TASK STATEMENT:
The line that contains "against the stores" marks the end: retype the data below exactly from its first line through that line.

MATERIAL FOR THIS EXERCISE:
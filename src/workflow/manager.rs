//! Workflow instance lifecycle: setup, employer handoff and submission.
//!
//! Step-level operations live in `step_ops`. Every mutating operation takes
//! the case lock, runs its read/validate/write sequence against the stores
//! without awaiting, releases the lock and only then publishes its event.

use std::sync::Arc;

use chrono::Utc;
use tracing::{debug, info};

use crate::case::{AccessStore, CaseStatus, CaseStore, Contact, Role};
use crate::events::{DomainEvent, EventPublisher, WorkflowEvent};
use crate::payload::{PayloadAssembler, ServicingPayload};

use super::definition::{DefinitionCatalog, WorkflowDefinition, GROUP_SETUP_WORKFLOW};
use super::error::{WorkflowError, WorkflowResult};
use super::locks::CaseLocks;
use super::models::*;
use super::progress;
use super::store::WorkflowStore;

/// Engine settings that are not part of the definition itself.
#[derive(Debug, Clone, PartialEq, Eq)]
pub struct WorkflowSettings {
    /// Definition new instances bind to (its active version)
    pub definition_name: String,
    /// Step whose completion counts as the final signature
    pub authorization_step_id: String,
}

impl Default for WorkflowSettings {
    fn default() -> Self {
        Self {
            definition_name: GROUP_SETUP_WORKFLOW.to_string(),
            authorization_step_id: "authorization".to_string(),
        }
    }
}

/// Case onboarding workflow engine.
pub struct WorkflowManager {
    pub(super) workflows: Arc<dyn WorkflowStore>,
    cases: Arc<dyn CaseStore>,
    access: Arc<dyn AccessStore>,
    catalog: Arc<DefinitionCatalog>,
    publisher: Arc<EventPublisher>,
    assembler: PayloadAssembler,
    pub(super) settings: WorkflowSettings,
    pub(super) locks: CaseLocks,
}

impl WorkflowManager {
    pub fn new(
        workflows: Arc<dyn WorkflowStore>,
        cases: Arc<dyn CaseStore>,
        access: Arc<dyn AccessStore>,
        catalog: Arc<DefinitionCatalog>,
        publisher: Arc<EventPublisher>,
        assembler: PayloadAssembler,
        settings: WorkflowSettings,
    ) -> Self {
        Self {
            workflows,
            cases,
            access,
            catalog,
            publisher,
            assembler,
            settings,
            locks: CaseLocks::new(),
        }
    }

    /// Start the guided online setup for a case.
    pub async fn start_online_setup(
        &self,
        case_id: &str,
        user_id: Option<&str>,
    ) -> WorkflowResult<WorkflowInstance> {
        let instance = {
            let _guard = self.locks.acquire(case_id).await?;
            self.create_instance(case_id, false)?
        };

        info!(
            "Started online setup for case {} ({} steps, instance {})",
            case_id,
            instance.steps.len(),
            instance.id
        );
        self.publish(&instance, user_id, WorkflowEvent::GroupSetupStarted)
            .await;
        Ok(instance)
    }

    /// Record that the case will be set up on paper. No steps are created.
    pub async fn start_offline_setup(
        &self,
        case_id: &str,
        user_id: Option<&str>,
    ) -> WorkflowResult<WorkflowInstance> {
        let instance = {
            let _guard = self.locks.acquire(case_id).await?;
            self.create_instance(case_id, true)?
        };

        info!(
            "Started offline setup for case {} (instance {})",
            case_id, instance.id
        );
        self.publish(&instance, user_id, WorkflowEvent::OfflineSetupChosen)
            .await;
        Ok(instance)
    }

    /// Hand the case over to the employer for their part of the setup.
    pub async fn request_employer_handoff(
        &self,
        case_id: &str,
        user_id: Option<&str>,
        broker_name: &str,
    ) -> WorkflowResult<HandoffResult> {
        let (instance, result, case_name) = {
            let _guard = self.locks.acquire(case_id).await?;

            let mut instance = self.load_instance(case_id)?;
            if !instance.status.accepts_handoff() {
                return Err(WorkflowError::InvalidState {
                    expected: format!(
                        "{}, {}",
                        WorkflowStatus::InProgress,
                        WorkflowStatus::PendingEmployer
                    ),
                    actual: instance.status,
                });
            }

            let definition = self.definition_for(&instance)?;
            let next_step = progress::next_employer_step(&instance, &definition)
                .ok_or(WorkflowError::NoEmployerStep)?;
            let contact = self.employer_contact(case_id)?;
            let case = self
                .cases
                .get_case(case_id)?
                .ok_or_else(|| WorkflowError::CaseNotFound(case_id.to_string()))?;

            instance.status = WorkflowStatus::PendingEmployer;
            self.workflows.save(&instance, &[])?;

            let result = HandoffResult {
                status: instance.status,
                employer_email: contact.email,
                employer_name: contact.name,
                next_step_id: next_step.step_id.clone(),
                next_step_name: next_step.name.clone(),
            };
            (instance, result, case.name)
        };

        info!(
            "Case {} handed off to employer {} at step {}",
            case_id, result.employer_email, result.next_step_id
        );
        self.publish(
            &instance,
            user_id,
            WorkflowEvent::HandoffRequested {
                employer_email: result.employer_email.clone(),
                employer_name: result.employer_name.clone(),
                case_name,
                next_step_id: result.next_step_id.clone(),
                next_step_name: result.next_step_name.clone(),
                broker_name: broker_name.to_string(),
            },
        )
        .await;
        Ok(result)
    }

    /// Finish the workflow and produce the servicing payload.
    ///
    /// Submitting an already completed workflow succeeds again and produces a
    /// fresh payload.
    pub async fn submit_workflow(
        &self,
        case_id: &str,
        user_id: Option<&str>,
    ) -> WorkflowResult<ServicingPayload> {
        let (instance, payload) = {
            let _guard = self.locks.acquire(case_id).await?;

            let mut instance = self.load_instance(case_id)?;
            let definition = self.definition_for(&instance)?;
            let missing = progress::incomplete_required_steps(&instance, &definition);
            if !missing.is_empty() {
                debug!(
                    "Rejecting submission of case {}: {} steps open",
                    case_id,
                    missing.len()
                );
                return Err(WorkflowError::IncompleteSteps(missing));
            }

            if instance.status != WorkflowStatus::Completed {
                instance.status = WorkflowStatus::Completed;
                instance.completed_at = Some(Utc::now());
                self.workflows.save(&instance, &[])?;
            }
            self.cases.update_status(case_id, CaseStatus::Submitted)?;

            let payload = self.assembler.assemble(&instance, Utc::now());
            (instance, payload)
        };

        info!("Workflow submitted for case {}", case_id);
        self.publish(
            &instance,
            user_id,
            WorkflowEvent::Submitted {
                payload: Box::new(payload.clone()),
            },
        )
        .await;
        Ok(payload)
    }

    /// Re-derive the payload of a completed workflow without changing anything.
    pub fn get_submission_payload(&self, case_id: &str) -> WorkflowResult<ServicingPayload> {
        let instance = self.load_instance(case_id)?;
        if instance.status != WorkflowStatus::Completed {
            return Err(WorkflowError::InvalidState {
                expected: WorkflowStatus::Completed.to_string(),
                actual: instance.status,
            });
        }
        Ok(self.assembler.assemble(&instance, Utc::now()))
    }

    /// The case's workflow with each step's name and allowed roles, or None if
    /// setup has not started.
    pub fn get_workflow(&self, case_id: &str) -> WorkflowResult<Option<WorkflowView>> {
        let Some(instance) = self.workflows.get_instance_by_case(case_id)? else {
            return Ok(None);
        };
        let definition = self.definition_for(&instance)?;

        let steps = instance
            .ordered_steps()
            .into_iter()
            .map(|step| {
                let step_definition = definition.step(&step.step_id);
                StepView {
                    step: step.clone(),
                    name: step_definition.map(|d| d.name.clone()),
                    allowed_roles: step_definition
                        .map(|d| d.allowed_roles.clone())
                        .unwrap_or_default(),
                }
            })
            .collect();

        Ok(Some(WorkflowView {
            id: instance.id,
            case_id: instance.case_id,
            status: instance.status,
            current_step_id: instance.current_step_id,
            is_offline: instance.is_offline,
            started_at: instance.started_at,
            completed_at: instance.completed_at,
            steps,
        }))
    }

    fn create_instance(&self, case_id: &str, offline: bool) -> WorkflowResult<WorkflowInstance> {
        if self.workflows.get_instance_by_case(case_id)?.is_some() {
            return Err(WorkflowError::AlreadyExists(case_id.to_string()));
        }
        let definition = self
            .catalog
            .active(&self.settings.definition_name)?
            .ok_or_else(|| WorkflowError::DefinitionNotFound(self.settings.definition_name.clone()))?;
        if self.cases.get_case(case_id)?.is_none() {
            return Err(WorkflowError::CaseNotFound(case_id.to_string()));
        }

        let mut instance = WorkflowInstance::new(case_id, &definition.name, definition.version);
        instance.started_at = Some(Utc::now());
        if offline {
            instance.status = WorkflowStatus::Offline;
            instance.is_offline = true;
        } else {
            instance.status = WorkflowStatus::InProgress;
            instance.steps = definition
                .steps
                .iter()
                .map(|s| {
                    StepInstance::new(
                        &instance.id,
                        &s.step_id,
                        s.order,
                        s.allowed_roles.first().copied(),
                    )
                })
                .collect();
            instance.current_step_id = definition.steps.first().map(|s| s.step_id.clone());
        }

        self.workflows.create_instance(&instance)?;
        self.cases
            .update_status(case_id, CaseStatus::ApplicationInProgress)?;
        Ok(instance)
    }

    fn employer_contact(&self, case_id: &str) -> WorkflowResult<Contact> {
        if let Some(access) = self
            .access
            .list_access_by_role(case_id, Role::Employer)?
            .into_iter()
            .next()
        {
            return Ok(access.into());
        }
        debug!(
            "No employer access on case {}, falling back to any employer user",
            case_id
        );
        self.access
            .find_user_by_role(Role::Employer)?
            .map(Contact::from)
            .ok_or_else(|| WorkflowError::NoEmployerContact(case_id.to_string()))
    }

    pub(super) fn load_instance(&self, case_id: &str) -> WorkflowResult<WorkflowInstance> {
        self.workflows
            .get_instance_by_case(case_id)?
            .ok_or_else(|| WorkflowError::InstanceNotFound(case_id.to_string()))
    }

    /// The exact definition version an instance was created from.
    fn definition_for(&self, instance: &WorkflowInstance) -> WorkflowResult<WorkflowDefinition> {
        self.catalog
            .get(&instance.definition_name, instance.definition_version)?
            .ok_or_else(|| {
                WorkflowError::DefinitionNotFound(format!(
                    "{} v{}",
                    instance.definition_name, instance.definition_version
                ))
            })
    }

    pub(super) async fn publish(
        &self,
        instance: &WorkflowInstance,
        user_id: Option<&str>,
        event: WorkflowEvent,
    ) {
        let event = DomainEvent::new(&instance.case_id, user_id, &instance.id, event);
        self.publisher.publish(event).await;
    }
}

RESULT BELOW:
filename src/workflow/manager.rs
//! Workflow instance lifecycle: setup, employer handoff and submission.
//!
//! Step-level operations live in `step_ops`. Every mutating operation takes
//! the case lock, runs its read/validate/write sequence against the stores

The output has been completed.